* [Goal of the exercise]
Each record below is to be output with no change at all.

Stored items from a collection:
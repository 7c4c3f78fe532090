//! Benchmarks for Apollonian gasket generation
//!
//! Measures performance of:
//! - Bend walk on generating and deep triples
//! - Seed construction for each entry point
//! - Full expansion at increasing bend bounds

use apollonius_gasket::{
    bend_walk, from_bends, from_centers_pair, seed_from_bends, seed_from_centers_pair,
    seed_from_centers_triplet, Complex, GasketLimits,
};
use criterion::{black_box, criterion_group, criterion_main, BenchmarkId, Criterion, Throughput};

/// Benchmark the bend walk
fn bench_bend_walk(c: &mut Criterion) {
    let mut group = c.benchmark_group("bend_walk");

    let triples = [(2.0, 2.0, 3.0), (2.0, 3.0, 15.0), (2.0, 3.0, 10.0)];
    for (b1, b2, b3) in triples {
        group.bench_with_input(
            BenchmarkId::from_parameter(format!("{}-{}-{}", b1, b2, b3)),
            &(b1, b2, b3),
            |b, &(b1, b2, b3)| b.iter(|| bend_walk(black_box(b1), black_box(b2), black_box(b3))),
        );
    }
    group.finish();
}

/// Benchmark seed construction
fn bench_seeds(c: &mut Criterion) {
    let mut group = c.benchmark_group("seed");

    group.bench_function("bends", |b| {
        b.iter(|| seed_from_bends(black_box(2.0), black_box(2.0), black_box(3.0)))
    });
    group.bench_function("pair", |b| {
        b.iter(|| {
            seed_from_centers_pair(
                black_box(Complex::new(0.5, 0.0)),
                black_box(Complex::new(-0.5, 0.0)),
            )
        })
    });
    group.bench_function("triplet", |b| {
        b.iter(|| {
            seed_from_centers_triplet(
                black_box(Complex::ZERO),
                black_box(Complex::new(3.0, 0.0)),
                black_box(Complex::new(0.0, 4.0)),
            )
        })
    });
    group.finish();
}

/// Benchmark full expansion at increasing bend bounds
fn bench_expansion(c: &mut Criterion) {
    let mut group = c.benchmark_group("expansion");

    for &max_bend in &[50.0, 100.0, 500.0, 2000.0] {
        let circles = from_bends(2.0, 2.0, 3.0, GasketLimits::new(max_bend, usize::MAX))
            .map(|g| g.len())
            .unwrap_or(0);
        group.throughput(Throughput::Elements(circles as u64));
        group.bench_with_input(
            BenchmarkId::new("max_bend", max_bend),
            &max_bend,
            |b, &max_bend| {
                b.iter(|| from_bends(2.0, 2.0, 3.0, GasketLimits::new(black_box(max_bend), usize::MAX)))
            },
        );
    }
    group.finish();
}

/// Benchmark count-bounded expansion
fn bench_count_bound(c: &mut Criterion) {
    let mut group = c.benchmark_group("count_bound");

    for &max_count in &[100usize, 1000, 10_000] {
        group.throughput(Throughput::Elements(max_count as u64));
        group.bench_with_input(
            BenchmarkId::from_parameter(max_count),
            &max_count,
            |b, &n| {
                b.iter(|| {
                    from_centers_pair(
                        (0.5, 0.0),
                        (-0.5, 0.0),
                        GasketLimits::new(f64::INFINITY, black_box(n)),
                    )
                })
            },
        );
    }
    group.finish();
}

criterion_group!(
    benches,
    bench_bend_walk,
    bench_seeds,
    bench_expansion,
    bench_count_bound,
);
criterion_main!(benches);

* [Output of the exercise]
repository 7c4c3f78fe532090
//! Benchmarks for Apollonian gasket generation
//!
//! Measures performance of:
//! - Bend walk on generating and deep triples
//! - Seed construction for each entry point
//! - Full expansion at increasing bend bounds

use apollonius_gasket::{
    bend_walk, from_bends, from_centers_pair, seed_from_bends, seed_from_centers_pair,
    seed_from_centers_triplet, Complex, GasketLimits,
};
use criterion::{black_box, criterion_group, criterion_main, BenchmarkId, Criterion, Throughput};

/// Benchmark the bend walk
fn bench_bend_walk(c: &mut Criterion) {
    let mut group = c.benchmark_group("bend_walk");

    let triples = [(2.0, 2.0, 3.0), (2.0, 3.0, 15.0), (2.0, 3.0, 10.0)];
    for (b1, b2, b3) in triples {
        group.bench_with_input(
            BenchmarkId::from_parameter(format!("{}-{}-{}", b1, b2, b3)),
            &(b1, b2, b3),
            |b, &(b1, b2, b3)| b.iter(|| bend_walk(black_box(b1), black_box(b2), black_box(b3))),
        );
    }
    group.finish();
}

/// Benchmark seed construction
fn bench_seeds(c: &mut Criterion) {
    let mut group = c.benchmark_group("seed");

    group.bench_function("bends", |b| {
        b.iter(|| seed_from_bends(black_box(2.0), black_box(2.0), black_box(3.0)))
    });
    group.bench_function("pair", |b| {
        b.iter(|| {
            seed_from_centers_pair(
                black_box(Complex::new(0.5, 0.0)),
                black_box(Complex::new(-0.5, 0.0)),
            )
        })
    });
    group.bench_function("triplet", |b| {
        b.iter(|| {
            seed_from_centers_triplet(
                black_box(Complex::ZERO),
                black_box(Complex::new(3.0, 0.0)),
                black_box(Complex::new(0.0, 4.0)),
            )
        })
    });
    group.finish();
}

/// Benchmark full expansion at increasing bend bounds
fn bench_expansion(c: &mut Criterion) {
    let mut group = c.benchmark_group("expansion");

    for &max_bend in &[50.0, 100.0, 500.0, 2000.0] {
        let circles = from_bends(2.0, 2.0, 3.0, GasketLimits::new(max_bend, usize::MAX))
            .map(|g| g.len())
            .unwrap_or(0);
        group.throughput(Throughput::Elements(circles as u64));
        group.bench_with_input(
            BenchmarkId::new("max_bend", max_bend),
            &max_bend,
            |b, &max_bend| {
                b.iter(|| from_bends(2.0, 2.0, 3.0, GasketLimits::new(black_box(max_bend), usize::MAX)))
            },
        );
    }
    group.finish();
}

/// Benchmark count-bounded expansion
fn bench_count_bound(c: &mut Criterion) {
    let mut group = c.benchmark_group("count_bound");

    for &max_count in &[100usize, 1000, 10_000] {
        group.throughput(Throughput::Elements(max_count as u64));
        group.bench_with_input(
            BenchmarkId::from_parameter(max_count),
            &max_count,
            |b, &n| {
                b.iter(|| {
                    from_centers_pair(
                        (0.5, 0.0),
                        (-0.5, 0.0),
                        GasketLimits::new(f64::INFINITY, black_box(n)),
                    )
                })
            },
        );
    }
    group.finish();
}

criterion_group!(
    benches,
    bench_bend_walk,
    bench_seeds,
    bench_expansion,
    bench_count_bound,
);
criterion_main!(benches);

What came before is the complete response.